Mónica hails from a farmworker family that settled out of the migrant stream to live year-round in rural Ohio. She is a long-time advocate, organizer, social entrepreneur and attorney fighting to eliminate gender-based violence and secure gender equity. For over two decades, she has fought for the civil and human rights of women, children, workers, Latinos/as and immigrants.
In 2003, Mónica created the first legal project in the United States dedicated to addressing gender discrimination against farmworker women, which she scaled to create Esperanza: The Immigrant Women’s Legal Initiative of the Southern Poverty Law Center.
In addition to founding Justice for Migrant Women, she co-founded Alianza Nacional de Campesinos and served until President of their Board until 2018. In her capacity as Alianza's Board President, Mónica wrote the letter that was published in TIME magazine from farmworker women to women in the entertainment industry. It has been credited with helping to spark the creation of the TIME’S UP movement.
Mónica is recognized as a thought leader and prominent voice in the Latinx community. She has been awarded numerous awards for her work, including Harvard Kennedy School’s inaugural Gender Equity Changemaker Award, the Feminist Majority’s Global Women’s Rights Award, and inclusion on Forbes Mexico's 2018 list of 100 Powerful Women, among other distinctions.
Mónica is a graduate of Loyola University Chicago, The Ohio State University's Moritz College of Law and Harvard Kennedy School.
Follow her @MonicaRamirezDC on Twitter and Instagram.
Kelley Bruner grew up in rural northwest Florida where she became intimately aware of the reality of the rural poor and the harmful impact of the discriminatory policies and practices that impact the people of color and the marginalized in the deep South still today.
It was this personal awareness with some of these injustices that led Kelley to become a civil rights attorney. She was determined to fight for justice and to push for the expansion of rights for those who have been left out or disenfranchised over the years.
Kelley is a seasoned civil rights litigator. She has handled employment cases on behalf of migrant workers, personal injury cases against hate groups who targeted immigrants, as well as cases involving violations by law enforcement and other authorities aimed at depriving individuals of their rights.
Kelley spent the majority of her legal career litigating cases with famed civil rights lawyer, Morris Dees. In addition to this, Kelley is exceptionally skilled with creating common sense systems that help ensure that technology can best meet the needs of lawyers and their clients.
In addition to her legal work, Kelley has managed the large budget of a local PTA, as well as compliance and governance matters related to a non-profit charity. Most recently, Kelley has supported Justice for Migrant Women's policy and campaign work and administrative initiatives.
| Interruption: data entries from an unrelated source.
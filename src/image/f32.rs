//! Owned single-channel f32 alpha plane in row-major layout (stride == width).
//!
//! Values are alpha in `[0, 1]`; anything outside that range is clamped when
//! read through [`AlphaSource`](crate::image::AlphaSource).
#[derive(Clone, Debug)]
pub struct AlphaF32 {
    /// Image width in pixels
    pub w: usize,
    /// Image height in pixels
    pub h: usize,
    /// Number of f32 elements between consecutive rows (equals `w`)
    pub stride: usize,
    /// Backing storage in row-major order
    pub data: Vec<f32>,
}

impl AlphaF32 {
    /// Construct a fully transparent plane of size `w × h`.
    pub fn new(w: usize, h: usize) -> Self {
        Self {
            w,
            h,
            stride: w,
            data: vec![0.0; w * h],
        }
    }

    /// Construct a plane filled with a constant alpha.
    pub fn filled(w: usize, h: usize, alpha: f32) -> Self {
        Self {
            w,
            h,
            stride: w,
            data: vec![alpha; w * h],
        }
    }

    #[inline]
    /// Convert (x, y) to a linear index into `data`.
    pub fn idx(&self, x: usize, y: usize) -> usize {
        y * self.stride + x
    }
    #[inline]
    /// Set the alpha value at (x, y).
    pub fn set(&mut self, x: usize, y: usize, v: f32) {
        let i = self.idx(x, y);
        self.data[i] = v;
    }

    /// Set every pixel of the half-open rectangle `[x0, x1) × [y0, y1)`,
    /// clipped to the plane.
    pub fn fill_rect(&mut self, x0: usize, y0: usize, x1: usize, y1: usize, v: f32) {
        for y in y0..y1.min(self.h) {
            for x in x0..x1.min(self.w) {
                self.set(x, y, v);
            }
        }
    }
}

impl crate::image::traits::ImageView for AlphaF32 {
    type Pixel = f32;

    #[inline]
    fn width(&self) -> usize {
        self.w
    }
    #[inline]
    fn height(&self) -> usize {
        self.h
    }
    #[inline]
    fn stride(&self) -> usize {
        self.stride
    }
    #[inline]
    fn row(&self, y: usize) -> &[f32] {
        let start = y * self.stride;
        &self.data[start..start + self.w]
    }
}
/// Frame edge length of the synthetic walk-cycle sheet.
pub const FRAME: usize = 16;

/// Paints `value` into the half-open rectangle `[x0, x1) × [y0, y1)`.
pub fn fill_rect(
    buf: &mut [u8],
    stride: usize,
    (x0, y0, x1, y1): (usize, usize, usize, usize),
    value: u8,
) {
    for y in y0..y1 {
        for x in x0..x1 {
            buf[y * stride + x] = value;
        }
    }
}

/// Four 16×16 frames in one row: a rectangle, an L, a plus sign and an empty
/// frame. Returns the alpha bytes and the sheet width.
pub fn walk_cycle_sheet() -> (Vec<u8>, usize) {
    let width = FRAME * 4;
    let mut alpha = vec![0u8; width * FRAME];
    fill_rect(&mut alpha, width, (3, 4, 13, 12), 255);

    let ox = FRAME;
    fill_rect(&mut alpha, width, (ox + 2, 2, ox + 6, 14), 255);
    fill_rect(&mut alpha, width, (ox + 6, 10, ox + 13, 14), 255);

    let ox = FRAME * 2;
    fill_rect(&mut alpha, width, (ox + 6, 2, ox + 10, 14), 255);
    fill_rect(&mut alpha, width, (ox + 2, 6, ox + 14, 10), 255);
    (alpha, width)
}

/// 16×16 square with a one-pixel row of faint alpha (5/255) along its top.
pub fn fringed_square() -> Vec<u8> {
    let mut alpha = vec![0u8; FRAME * FRAME];
    fill_rect(&mut alpha, FRAME, (4, 4, 12, 12), 255);
    fill_rect(&mut alpha, FRAME, (3, 3, 13, 4), 5);
    alpha
}

/// 16×16 ring: a square with a transparent hole in the middle.
pub fn ring() -> Vec<u8> {
    let mut alpha = vec![0u8; FRAME * FRAME];
    fill_rect(&mut alpha, FRAME, (3, 3, 13, 13), 255);
    fill_rect(&mut alpha, FRAME, (6, 6, 10, 10), 0);
    alpha
}
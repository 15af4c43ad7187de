//! Alpha-channel outline extraction.
//!
//! Turns the opacity of a [`PixelWindow`] into one closed polygon suitable as
//! a 2D collision shape. Two stages:
//!
//! - Boundary vertex detection: a marching-squares style scan over every grid
//!   corner of the window (plus a one-pixel margin). A corner whose 2×2 pixel
//!   neighborhood holds exactly one or three opaque pixels is a silhouette
//!   corner. The result is unordered.
//! - Contour ordering: a nearest-valid-neighbour walk. From the last placed
//!   vertex, pending vertices are ranked by distance (ties by detection order)
//!   and the first one reachable by a valid step is placed next. A step is
//!   valid only if it is axis-aligned and every unit cell along it separates
//!   an opaque pixel from a transparent one, which keeps the walk from
//!   jumping across gaps or cutting through solid interior.
//!
//! Opacity is `alpha > min_transparency` (see [`OutlineParams`]) and is sampled
//! once per pass into an [`OpacityMask`].
//!
//! Failure modes
//! - [`OutlineError::InvalidGeometry`]: non-positive window size or scale.
//! - [`OutlineError::EmptyInput`]: the window is uniformly opaque or
//!   transparent.
//! - [`OutlineError::IncompleteContour`]: the walk ran out of valid steps,
//!   usually because the silhouette is split into disjoint regions.
//!
//! Complexity
//! - Detection is O(W·H). The walk sorts the pending set once per placement,
//!   giving O(V² log V) for V vertices; V is small for sprite outlines.

mod detector;
mod params;
mod step;
mod walker;

pub use params::OutlineParams;

use crate::error::OutlineError;
use crate::image::AlphaSource;
use crate::types::{Contour, VertexSet};
use crate::window::{OpacityMask, PixelWindow};

/// Detect every boundary vertex of `window`, in row-major order.
pub fn detect_vertices<S: AlphaSource + ?Sized>(
    source: &S,
    window: PixelWindow,
    params: &OutlineParams,
) -> Result<VertexSet, OutlineError> {
    let mask = OpacityMask::build(source, window, params)?;
    Ok(detector::scan(&mask))
}

/// Order a detected vertex set into a closed contour.
pub fn build_contour<S: AlphaSource + ?Sized>(
    vertices: VertexSet,
    source: &S,
    window: PixelWindow,
    params: &OutlineParams,
) -> Result<Contour, OutlineError> {
    let mask = OpacityMask::build(source, window, params)?;
    walker::walk(vertices, &mask)
}

/// Detect and order in one pass, sampling the source once.
pub fn generate_contour<S: AlphaSource + ?Sized>(
    source: &S,
    window: PixelWindow,
    params: &OutlineParams,
) -> Result<Contour, OutlineError> {
    let mask = OpacityMask::build(source, window, params)?;
    walker::walk(detector::scan(&mask), &mask)
}

/// Whether every edge of `contour`, including the closing one, is a valid
/// boundary-following step under `params`.
pub fn is_boundary_contour<S: AlphaSource + ?Sized>(
    contour: &Contour,
    source: &S,
    window: PixelWindow,
    params: &OutlineParams,
) -> Result<bool, OutlineError> {
    let mask = OpacityMask::build(source, window, params)?;
    Ok(contour.len() >= 4
        && contour
            .edges()
            .all(|(from, to)| step::is_valid_move(&mask, from, to)))
}
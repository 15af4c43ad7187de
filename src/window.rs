//! Pixel windows and their thresholded opacity.
//!
//! A [`PixelWindow`] names a rectangle inside a pixel source (typically one
//! frame of a sprite atlas) together with the pivot and pixels-per-unit scale
//! used to place outline vertices in sprite space. It is a plain value and is
//! passed by copy into every stage.
//!
//! [`OpacityMask`] samples the source once per generation pass and answers the
//! binary "is this pixel opaque" question used by both the vertex detector and
//! the step validity check. The mask covers the window plus a margin so the
//! detector's 2×2 neighborhoods never leave it.
use crate::error::OutlineError;
use crate::image::AlphaSource;
use crate::outline::OutlineParams;
use crate::types::{Corner, Vertex};
use serde::{Deserialize, Serialize};

/// Rectangular region of a pixel source, plus its sprite-space transform.
#[derive(Clone, Copy, Debug, PartialEq, Serialize, Deserialize)]
#[serde(rename_all = "camelCase")]
pub struct PixelWindow {
    /// Left edge in source pixels.
    pub x_offset: i32,
    /// Top edge in source pixels.
    pub y_offset: i32,
    pub width: i32,
    pub height: i32,
    /// Pivot in pixels, relative to the window origin.
    pub pivot: [f32; 2],
    pub pixels_per_unit: f32,
}

impl PixelWindow {
    /// Window at `(x_offset, y_offset)` with zero pivot and unit scale, so
    /// vertex positions equal their grid corners.
    pub fn new(x_offset: i32, y_offset: i32, width: i32, height: i32) -> Self {
        Self {
            x_offset,
            y_offset,
            width,
            height,
            pivot: [0.0, 0.0],
            pixels_per_unit: 1.0,
        }
    }

    /// Window spanning the whole source.
    pub fn covering<S: AlphaSource + ?Sized>(source: &S) -> Self {
        let (w, h) = source.dimensions();
        Self::new(0, 0, clamp_dim(w), clamp_dim(h))
    }

    pub fn with_pivot(mut self, pivot: [f32; 2]) -> Self {
        self.pivot = pivot;
        self
    }

    /// Pivot at the window centre.
    pub fn with_centered_pivot(mut self) -> Self {
        self.pivot = [self.width as f32 * 0.5, self.height as f32 * 0.5];
        self
    }

    pub fn with_pixels_per_unit(mut self, pixels_per_unit: f32) -> Self {
        self.pixels_per_unit = pixels_per_unit;
        self
    }

    /// Reject empty windows and unusable scales.
    pub fn validate(&self) -> Result<(), OutlineError> {
        let scale_ok = self.pixels_per_unit.is_finite() && self.pixels_per_unit > 0.0;
        if self.width <= 0 || self.height <= 0 || !scale_ok {
            return Err(self.invalid());
        }
        Ok(())
    }

    /// The window rectangle lies inside a `width × height` source.
    pub fn fits_within(&self, width: usize, height: usize) -> bool {
        let right = i64::from(self.x_offset) + i64::from(self.width);
        let bottom = i64::from(self.y_offset) + i64::from(self.height);
        self.x_offset >= 0
            && self.y_offset >= 0
            && u64::try_from(right).is_ok_and(|r| r <= width as u64)
            && u64::try_from(bottom).is_ok_and(|b| b <= height as u64)
    }

    fn invalid(&self) -> OutlineError {
        OutlineError::InvalidGeometry {
            width: self.width,
            height: self.height,
            pixels_per_unit: self.pixels_per_unit,
        }
    }

    /// Sprite-space position of a window-local grid corner.
    #[inline]
    pub fn position(&self, corner: Corner) -> [f32; 2] {
        let inv = 1.0 / self.pixels_per_unit;
        [
            (corner.x as f32 - self.pivot[0]) * inv,
            (corner.y as f32 - self.pivot[1]) * inv,
        ]
    }

    #[inline]
    pub fn vertex(&self, corner: Corner) -> Vertex {
        Vertex {
            corner,
            position: self.position(corner),
        }
    }

    /// Whether the window-local pixel `(lx, ly)` lies inside the window.
    #[inline]
    pub fn contains_local(&self, lx: i32, ly: i32) -> bool {
        lx >= 0 && ly >= 0 && lx < self.width && ly < self.height
    }
}

fn clamp_dim(v: usize) -> i32 {
    i32::try_from(v).unwrap_or(i32::MAX)
}

/// Pixels of margin kept on every side of the window.
///
/// The detector visits grid points `-1..=w`, whose 2×2 neighborhoods reach
/// local pixels `-1..=w + 1`.
const MASK_MARGIN_LO: i32 = 1;
const MASK_MARGIN_HI: i32 = 2;

/// Binary opacity of one window (plus margin), sampled once per pass.
#[derive(Clone, Debug)]
pub struct OpacityMask {
    window: PixelWindow,
    cols: usize,
    rows: usize,
    opaque: Vec<bool>,
}

impl OpacityMask {
    /// Threshold the window's pixels: opaque iff `alpha > min_transparency`.
    ///
    /// With `clip_to_window`, every pixel outside the window rectangle counts
    /// as transparent; otherwise margin pixels are read from the source (and
    /// pixels outside the source are transparent either way).
    ///
    /// Windows that extend past the source, or whose margin-padded size does
    /// not fit in an `i32`, are rejected as [`OutlineError::InvalidGeometry`].
    pub fn build<S: AlphaSource + ?Sized>(
        source: &S,
        window: PixelWindow,
        params: &OutlineParams,
    ) -> Result<Self, OutlineError> {
        window.validate()?;
        let (src_w, src_h) = source.dimensions();
        if !window.fits_within(src_w, src_h) {
            return Err(window.invalid());
        }
        let padded = |len: i32| {
            len.checked_add(MASK_MARGIN_LO + MASK_MARGIN_HI)
                .map(|n| n as usize)
                .ok_or_else(|| window.invalid())
        };
        let cols = padded(window.width)?;
        let rows = padded(window.height)?;
        let mut opaque = vec![false; cols * rows];

        for row in 0..rows {
            let ly = row as i32 - MASK_MARGIN_LO;
            for col in 0..cols {
                let lx = col as i32 - MASK_MARGIN_LO;
                if params.clip_to_window && !window.contains_local(lx, ly) {
                    continue;
                }
                let ax = window.x_offset.saturating_add(lx);
                let ay = window.y_offset.saturating_add(ly);
                opaque[row * cols + col] = params.is_opaque(source.alpha(ax, ay));
            }
        }

        Ok(Self {
            window,
            cols,
            rows,
            opaque,
        })
    }

    pub fn window(&self) -> PixelWindow {
        self.window
    }

    /// Opacity of window-local pixel `(lx, ly)`; transparent beyond the margin.
    #[inline]
    pub fn is_opaque(&self, lx: i32, ly: i32) -> bool {
        let col = lx + MASK_MARGIN_LO;
        let row = ly + MASK_MARGIN_LO;
        if col < 0 || row < 0 {
            return false;
        }
        let (col, row) = (col as usize, row as usize);
        if col >= self.cols || row >= self.rows {
            return false;
        }
        self.opaque[row * self.cols + col]
    }

    #[inline]
    pub fn contains_local(&self, lx: i32, ly: i32) -> bool {
        self.window.contains_local(lx, ly)
    }

    /// Inclusive local pixel range covered by the mask: `(min_x, min_y, max_x, max_y)`.
    pub fn local_bounds(&self) -> (i32, i32, i32, i32) {
        (
            -MASK_MARGIN_LO,
            -MASK_MARGIN_LO,
            self.cols as i32 - MASK_MARGIN_LO - 1,
            self.rows as i32 - MASK_MARGIN_LO - 1,
        )
    }

    /// Number of opaque pixels inside the window rectangle.
    pub fn opaque_count(&self) -> usize {
        (0..self.window.height)
            .flat_map(|ly| (0..self.window.width).map(move |lx| (lx, ly)))
            .filter(|&(lx, ly)| self.is_opaque(lx, ly))
            .count()
    }

    /// All window pixels share one opacity state.
    pub fn is_uniform(&self) -> bool {
        let count = self.opaque_count();
        count == 0 || count == self.window.width as usize * self.window.height as usize
    }
}

#[cfg(test)]
mod tests {
    use super::*;
    use crate::image::AlphaF32;

    #[test]
    fn validate_rejects_degenerate_windows() {
        assert!(PixelWindow::new(0, 0, 4, 4).validate().is_ok());
        for window in [
            PixelWindow::new(0, 0, 0, 4),
            PixelWindow::new(0, 0, 4, -1),
            PixelWindow::new(0, 0, 4, 4).with_pixels_per_unit(0.0),
            PixelWindow::new(0, 0, 4, 4).with_pixels_per_unit(f32::NAN),
        ] {
            assert!(
                matches!(window.validate(), Err(OutlineError::InvalidGeometry { .. })),
                "expected {window:?} to be rejected"
            );
        }
    }

    #[test]
    fn position_applies_pivot_and_scale() {
        let window = PixelWindow::new(10, 20, 8, 8)
            .with_centered_pivot()
            .with_pixels_per_unit(4.0);
        assert_eq!(window.position(Corner::new(4, 4)), [0.0, 0.0]);
        assert_eq!(window.position(Corner::new(0, 8)), [-1.0, 1.0]);
    }

    #[test]
    fn mask_clips_to_window_by_default() {
        let img = AlphaF32::filled(6, 6, 1.0);
        let window = PixelWindow::new(2, 2, 2, 2);
        let clipped = OpacityMask::build(&img, window, &OutlineParams::default()).unwrap();
        assert!(clipped.is_opaque(0, 0));
        assert!(clipped.is_opaque(1, 1));
        assert!(!clipped.is_opaque(-1, 0));
        assert!(!clipped.is_opaque(2, 1));
        assert_eq!(clipped.opaque_count(), 4);

        let params = OutlineParams {
            clip_to_window: false,
            ..Default::default()
        };
        let open = OpacityMask::build(&img, window, &params).unwrap();
        assert!(open.is_opaque(-1, -1));
        assert!(open.is_opaque(3, 3));
        // Beyond the margin nothing is sampled.
        assert!(!open.is_opaque(4, 0));
        assert_eq!(open.local_bounds(), (-1, -1, 3, 3));
        assert!(open.is_uniform());
    }

    /// Source that reports a huge size and is transparent everywhere.
    struct Boundless;

    impl AlphaSource for Boundless {
        fn dimensions(&self) -> (usize, usize) {
            (usize::MAX, usize::MAX)
        }

        fn alpha(&self, _x: i32, _y: i32) -> f32 {
            0.0
        }
    }

    #[test]
    fn oversized_windows_are_rejected_before_sampling() {
        let img = AlphaF32::new(64, 64);
        let params = OutlineParams::default();
        for window in [
            PixelWindow::new(0, 0, i32::MAX, 1),
            PixelWindow::new(0, 0, 100_000, 100_000),
            PixelWindow::new(60, 0, 8, 8),
            PixelWindow::new(-1, 0, 8, 8),
        ] {
            assert!(
                matches!(
                    OpacityMask::build(&img, window, &params),
                    Err(OutlineError::InvalidGeometry { .. })
                ),
                "expected {window:?} to be rejected"
            );
        }
        assert!(OpacityMask::build(&img, PixelWindow::new(56, 56, 8, 8), &params).is_ok());

        let window = PixelWindow::new(0, 0, i32::MAX, 1);
        assert!(window.fits_within(usize::MAX, usize::MAX));
        assert!(matches!(
            OpacityMask::build(&Boundless, window, &params),
            Err(OutlineError::InvalidGeometry { width: i32::MAX, .. })
        ));
    }
}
Kelley is a graduate of Florida State University and New York University School of Law.
Follow her @KelleyBrunerDC on Twitter and Instagram.
Justice for Migrant Women works closely with migrant women worker leaders and allies to provide education, as well as tools to advance the policy and advocacy goals that have been established by migrant women for themselves, their families and their communities.
Among these, we coordinated national focus groups to understand some of the systems that fail migrant women workers when addressing sexual harassment. We have also worked with rural leaders to better understand some of the obstacles and opportunities for engaging migrant and rural women in civic engagement in their communities.
Justice for Migrant Women has been engaged in educating lawmakers and other officials globally and throughout the U.S. about some of the issues that prevent migrant women from reaching their full potential and, even worse, pose a threat to their safety and security. Among these, we have spent significant time educating decision-makers about the widespread gender based violence against migrant women at work, in their homes and in migration.
We have also raised awareness about some of the other types of workplace threats, including wage theft and dangerous working conditions. Our work centers the experiences, voices and leadership of migrant women to present the necessary solutions to those in a position to make the necessary changes.
The Bandana Project is a public awareness campaign aimed at addressing the issue of workplace sexual violence against migrant farmworker women in the United States. White bandanas are used as a symbol of the sexual exploitation of farmworker women because farmworker women have said that they use their clothes, including bandanas, to protect them from sexual harassment and assault in the workplace.
Community members, community organizations, governmental representatives, lawyers, anti-sexual violence activists and many others decorate and exhibit white bandanas to show their solidarity with the fight to end this serious problem.
It was originally created in 2007 by Justice for Migrant Women's founder, Mónica Ramírez, while she was an attorney at the Southern Poverty Law Center. Thousands of bandanas have been decorated around the US and in different parts of the world.